A new technique can trace which tissues and organs the DNA in a blood sample comes from. The researchers suggest their method, called GETMap, could be used in prenatal screening, to monitor organ transplant rejection, or test for as yet undetected cancers.
“Analysis of circulating free DNA has been shown to be useful for screening for early asymptomatic cancers,” explains first author Wanxia Gai, Ph.D., a postdoctoral fellow at the Chinese University of Hong Kong. “As cancer-associated DNA changes are present in a wide range of cancer types, detection of such changes can be used as a universal test for concealed cancers.”
The study was reported in the journal eLife. According to the research, Genetic-Epigenetic Tissue Mapping (GETMap) determines the tissue of origin of DNA in a blood sample by comparing genetic and methylation profiles from relevant tissues.
The team first tested their approach in pregnant women, where DNA in the blood would include DNA from the mother, fetus, or both. GETMap found that DNA carrying fetus-specific genetic markers carried methylation signatures exclusively from the placenta. On the other hand, DNA molecules carrying maternal genetic markers carried methylation signatures from white blood cells. DNA molecules carrying genetic markers shared by both the mother and fetus were derived from both tissues.
Next, the researchers tested the approach in blood donated by patients following a lung transplant. Detecting unusually high concentrations of DNA from a transplanted organ in blood can be a sign of organ rejection. But immediately after a transplant, there is often a surge in donor-derived DNA in the transplant recipient’s blood. This surge, so far unexplained, makes it challenging to determine whether the organ is being rejected, if only genetic markers are used.
But, by using a combination of genetic and epigenetic markers, the team identified the origins of this surge in donor DNA. At 72 hours after transplantation, only 17% of the circulating DNA was from the lung, compared with 78% from blood cells. This surprisingly high contribution from the blood cells was likely due to the release of DNA from blood cells in the blood vessels of the transplanted lung. With time, the amount of circulating DNA from the lung increased, and the amount from blood cells decreased. There also seemed to be more donor lung DNA in the blood of patients whose new lungs were rejected, compared to those who had a successful transplant.
The team also tested whether GETMap could detect the origin of tumor-derived DNA in the blood. In two patients with liver cancer, they found that 90% and 87% of the plasma DNA carrying mutations had come from the liver. To determine this, they needed to know the exact tumor mutations they were looking for, and tumor tissue is not always available if its location is unknown. The team therefore used methylation fingerprints to identify cancer mutations directly from blood DNA, rather than tumor tissue. Although fewer mutations were found, the liver was still correctly identified as the source of the tumor-derived molecules. This suggests GETMap could help to reveal the tissue and location undetected cancers in people who have tumor markers in their blood.

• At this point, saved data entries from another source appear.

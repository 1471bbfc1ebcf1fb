//! Boundary conditions and loading.
//!
//! This module handles:
//! - Prescribed displacements (Dirichlet), scaled by a [`LoadCurve`]
//! - Concentrated nodal loads (Neumann), scaled by a [`LoadCurve`]
//! - Blanking of Dirichlet rows/columns in a linearized system
//!
//! DOFs are numbered node-wise: `dof = node * dofs_per_node + component`.

use nalgebra::{DMatrix, DVector};
use serde::{Deserialize, Serialize};

use crate::error::{Result, SolverError};

/// Time scaling of a boundary value.
#[derive(Debug, Clone, PartialEq, Default, Serialize, Deserialize)]
#[serde(rename_all = "snake_case", tag = "curve")]
pub enum LoadCurve {
    #[default]
    Constant,
    /// Linear from 0 at `t = 0` to 1 at `end_time`, constant afterwards.
    Ramp { end_time: f64 },
    /// Piecewise linear `(time, factor)` table, clamped at both ends.
    Table { points: Vec<(f64, f64)> },
}

impl LoadCurve {
    pub fn factor(&self, time: f64) -> f64 {
        match self {
            LoadCurve::Constant => 1.0,
            LoadCurve::Ramp { end_time } => {
                if *end_time <= 0.0 {
                    1.0
                } else {
                    (time / end_time).clamp(0.0, 1.0)
                }
            }
            LoadCurve::Table { points } => interpolate(points, time),
        }
    }
}

fn interpolate(points: &[(f64, f64)], time: f64) -> f64 {
    let (Some(first), Some(last)) = (points.first(), points.last()) else {
        return 0.0;
    };
    if time <= first.0 {
        return first.1;
    }
    if time >= last.0 {
        return last.1;
    }
    points
        .windows(2)
        .find(|w| time >= w[0].0 && time <= w[1].0)
        .map_or(last.1, |w| {
            let span = w[1].0 - w[0].0;
            if span <= 0.0 {
                w[1].1
            } else {
                w[0].1 + (w[1].1 - w[0].1) * (time - w[0].0) / span
            }
        })
}

/// Degree of freedom identifier (0-based node and component)
#[derive(Debug, Clone, Copy, PartialEq, Eq, Hash)]
pub struct DofId {
    pub node: usize,
    /// Component index (0 = X, 1 = Y, 2 = Z)
    pub component: usize,
}

impl DofId {
    pub fn new(node: usize, component: usize) -> Self {
        Self { node, component }
    }

    /// Global equation number.
    pub fn global(&self, dofs_per_node: usize) -> usize {
        self.node * dofs_per_node + self.component
    }
}

/// A prescribed displacement on a range of node components.
#[derive(Debug, Clone, PartialEq, Serialize, Deserialize)]
pub struct DisplacementBC {
    pub node: usize,
    /// First component to constrain (0-based)
    pub first_dof: usize,
    /// Last component to constrain (0-based, inclusive)
    pub last_dof: usize,
    /// Prescribed value at curve factor 1 (0.0 for fixed)
    #[serde(default)]
    pub value: f64,
    #[serde(default)]
    pub curve: LoadCurve,
}

impl DisplacementBC {
    pub fn new(node: usize, first_dof: usize, last_dof: usize, value: f64) -> Self {
        Self {
            node,
            first_dof,
            last_dof,
            value,
            curve: LoadCurve::Constant,
        }
    }

    #[must_use]
    pub fn with_curve(mut self, curve: LoadCurve) -> Self {
        self.curve = curve;
        self
    }

    pub fn affected_dofs(&self) -> Vec<DofId> {
        (self.first_dof..=self.last_dof)
            .map(|component| DofId::new(self.node, component))
            .collect()
    }
}

/// A concentrated load on one node component.
#[derive(Debug, Clone, PartialEq, Serialize, Deserialize)]
pub struct ConcentratedLoad {
    pub node: usize,
    pub dof: usize,
    pub magnitude: f64,
    #[serde(default)]
    pub curve: LoadCurve,
}

impl ConcentratedLoad {
    pub fn new(node: usize, dof: usize, magnitude: f64) -> Self {
        Self {
            node,
            dof,
            magnitude,
            curve: LoadCurve::Constant,
        }
    }

    #[must_use]
    pub fn with_curve(mut self, curve: LoadCurve) -> Self {
        self.curve = curve;
        self
    }

    pub fn dof_id(&self) -> DofId {
        DofId::new(self.node, self.dof)
    }
}

/// Prescribed values and the toggle mask at one instant.
#[derive(Debug, Clone, PartialEq)]
pub struct DirichletState {
    pub values: DVector<f64>,
    /// `true` where the DOF is prescribed
    pub toggle: Vec<bool>,
}

impl DirichletState {
    pub fn num_constrained(&self) -> usize {
        self.toggle.iter().filter(|t| **t).count()
    }
}

/// Complete boundary condition and loading specification
#[derive(Debug, Clone, Default, Serialize, Deserialize)]
pub struct BoundaryConditions {
    #[serde(default)]
    pub displacement_bcs: Vec<DisplacementBC>,
    #[serde(default)]
    pub concentrated_loads: Vec<ConcentratedLoad>,
}

impl BoundaryConditions {
    pub fn new() -> Self {
        Self::default()
    }

    pub fn add_displacement_bc(&mut self, bc: DisplacementBC) {
        self.displacement_bcs.push(bc);
    }

    pub fn add_concentrated_load(&mut self, load: ConcentratedLoad) {
        self.concentrated_loads.push(load);
    }

    /// Fix all components of a node. Nothing is added for `dofs_per_node == 0`.
    pub fn fix_node(&mut self, node: usize, dofs_per_node: usize) {
        if let Some(last_dof) = dofs_per_node.checked_sub(1) {
            self.add_displacement_bc(DisplacementBC::new(node, 0, last_dof, 0.0));
        }
    }

    /// Prescribed values and toggle mask at `time`.
    pub fn evaluate_dirichlet(
        &self,
        time: f64,
        dofs_per_node: usize,
        num_dofs: usize,
    ) -> Result<DirichletState> {
        let mut values = DVector::zeros(num_dofs);
        let mut toggle = vec![false; num_dofs];
        for bc in &self.displacement_bcs {
            let value = bc.value * bc.curve.factor(time);
            for dof in bc.affected_dofs() {
                let index = checked_dof(dof, dofs_per_node, num_dofs)?;
                values[index] = value;
                toggle[index] = true;
            }
        }
        Ok(DirichletState { values, toggle })
    }

    /// External force vector at `time`.
    pub fn evaluate_neumann(
        &self,
        time: f64,
        dofs_per_node: usize,
        num_dofs: usize,
    ) -> Result<DVector<f64>> {
        let mut force = DVector::zeros(num_dofs);
        for load in &self.concentrated_loads {
            let index = checked_dof(load.dof_id(), dofs_per_node, num_dofs)?;
            force[index] += load.magnitude * load.curve.factor(time);
        }
        Ok(force)
    }
}

fn checked_dof(dof: DofId, dofs_per_node: usize, num_dofs: usize) -> Result<usize> {
    if dof.component >= dofs_per_node {
        return Err(SolverError::Configuration(format!(
            "node {} has no component {} ({} DOFs per node)",
            dof.node, dof.component, dofs_per_node
        )));
    }
    let index = dof.global(dofs_per_node);
    if index >= num_dofs {
        return Err(SolverError::Configuration(format!(
            "boundary condition on unknown node {}",
            dof.node
        )));
    }
    Ok(index)
}

/// Blank Dirichlet DOFs of a linearized system.
///
/// Rows and columns of toggled DOFs are zeroed with a unit diagonal, and the
/// residual and increment entries are zeroed: within a time step the
/// increment at a Dirichlet DOF is always zero because the prescribed value
/// was applied by the predictor. `toggle` may be shorter than the system;
/// trailing unknowns are left free.
pub fn apply_dirichlet_to_system(
    matrix: &mut DMatrix<f64>,
    increment: &mut DVector<f64>,
    residual: &mut DVector<f64>,
    toggle: &[bool],
) {
    for (dof, _) in toggle.iter().enumerate().filter(|(_, fixed)| **fixed) {
        matrix.row_mut(dof).fill(0.0);
        matrix.column_mut(dof).fill(0.0);
        matrix[(dof, dof)] = 1.0;
        residual[dof] = 0.0;
        increment[dof] = 0.0;
    }
}

#[cfg(test)]
mod tests {
    use super::*;
    use approx::assert_relative_eq;

    #[test]
    fn ramp_curve_saturates() {
        let ramp = LoadCurve::Ramp { end_time: 2.0 };
        assert_relative_eq!(ramp.factor(0.5), 0.25);
        assert_relative_eq!(ramp.factor(3.0), 1.0);
        assert_relative_eq!(ramp.factor(-1.0), 0.0);
    }

    #[test]
    fn table_curve_interpolates_linearly() {
        let table = LoadCurve::Table {
            points: vec![(0.0, 0.0), (1.0, 2.0), (2.0, 2.0)],
        };
        assert_relative_eq!(table.factor(0.25), 0.5);
        assert_relative_eq!(table.factor(1.5), 2.0);
        assert_relative_eq!(table.factor(5.0), 2.0);
        assert_relative_eq!(LoadCurve::Table { points: vec![] }.factor(1.0), 0.0);
    }

    #[test]
    fn fixing_a_node_without_dofs_adds_nothing() {
        let mut bcs = BoundaryConditions::new();
        bcs.fix_node(3, 0);
        assert!(bcs.displacement_bcs.is_empty());
        bcs.fix_node(3, 2);
        assert_eq!(bcs.displacement_bcs.len(), 1);
    }

    #[test]
    fn dirichlet_values_follow_curve() {
        let mut bcs = BoundaryConditions::new();
        bcs.fix_node(0, 2);
        bcs.add_displacement_bc(
            DisplacementBC::new(1, 1, 1, -0.2).with_curve(LoadCurve::Ramp { end_time: 1.0 }),
        );

        let state = bcs.evaluate_dirichlet(0.5, 2, 4).expect("valid bcs");
        assert_eq!(state.toggle, vec![true, true, false, true]);
        assert_relative_eq!(state.values[3], -0.1);
        assert_eq!(state.num_constrained(), 3);
    }

    #[test]
    fn neumann_loads_accumulate() {
        let mut bcs = BoundaryConditions::new();
        bcs.add_concentrated_load(ConcentratedLoad::new(1, 0, 5.0));
        bcs.add_concentrated_load(ConcentratedLoad::new(1, 0, -2.0));
        let force = bcs.evaluate_neumann(0.0, 1, 2).expect("valid loads");
        assert_relative_eq!(force[1], 3.0);
    }

    #[test]
    fn out_of_range_dof_is_rejected() {
        let mut bcs = BoundaryConditions::new();
        bcs.add_displacement_bc(DisplacementBC::new(0, 0, 2, 0.0));
        assert!(matches!(
            bcs.evaluate_dirichlet(0.0, 2, 4),
            Err(SolverError::Configuration(_))
        ));

        let mut loads = BoundaryConditions::new();
        loads.add_concentrated_load(ConcentratedLoad::new(7, 0, 1.0));
        assert!(loads.evaluate_neumann(0.0, 1, 2).is_err());
    }

    #[test]
    fn apply_dirichlet_blanks_rows_and_columns() {
        let mut matrix = DMatrix::from_element(3, 3, 2.0);
        let mut increment = DVector::from_element(3, 1.0);
        let mut residual = DVector::from_element(3, 4.0);
        apply_dirichlet_to_system(&mut matrix, &mut increment, &mut residual, &[false, true]);

        assert_eq!(matrix.row(1).iter().sum::<f64>(), 1.0);
        assert_eq!(matrix.column(1).iter().sum::<f64>(), 1.0);
        assert_eq!(matrix[(2, 2)], 2.0);
        assert_eq!(residual[1], 0.0);
        assert_eq!(increment[1], 0.0);
        assert_eq!(residual[2], 4.0);
    }
}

Finally, they applied the GETMap test in a woman who developed lymphoma during pregnancy. In this case, they were able to distinguish between the fetal-specific genes, which were derived from the placenta, and the tumor-specific genes which originated solely from white blood cells that were related to the cell type of the lymphoma.
“We have demonstrated the powerful synergy between genetic and epigenetic approaches for identifying the origin of circulating DNA in the blood, and shown its potential applications in cancer screening, prenatal testing and organ transplant monitoring,” says co-senior author Dennis Lo, Director of the Li Ka Shing Institute of Health Sciences, and the Li Ka Shing Professor of Medicine at the Chinese University of Hong Kong.
“Our test could bring us closer to the vision of a blood test for a universal cancer marker, by allowing more targeted follow-up tests in specific organs,” concludes co-senior author Allen Chan, Professor of Chemical Pathology at the Chinese University of Hong Kong. “This could make cancer diagnosis earlier and more accurate, and reduce the use of whole-body scans and the associated exposure to radiation.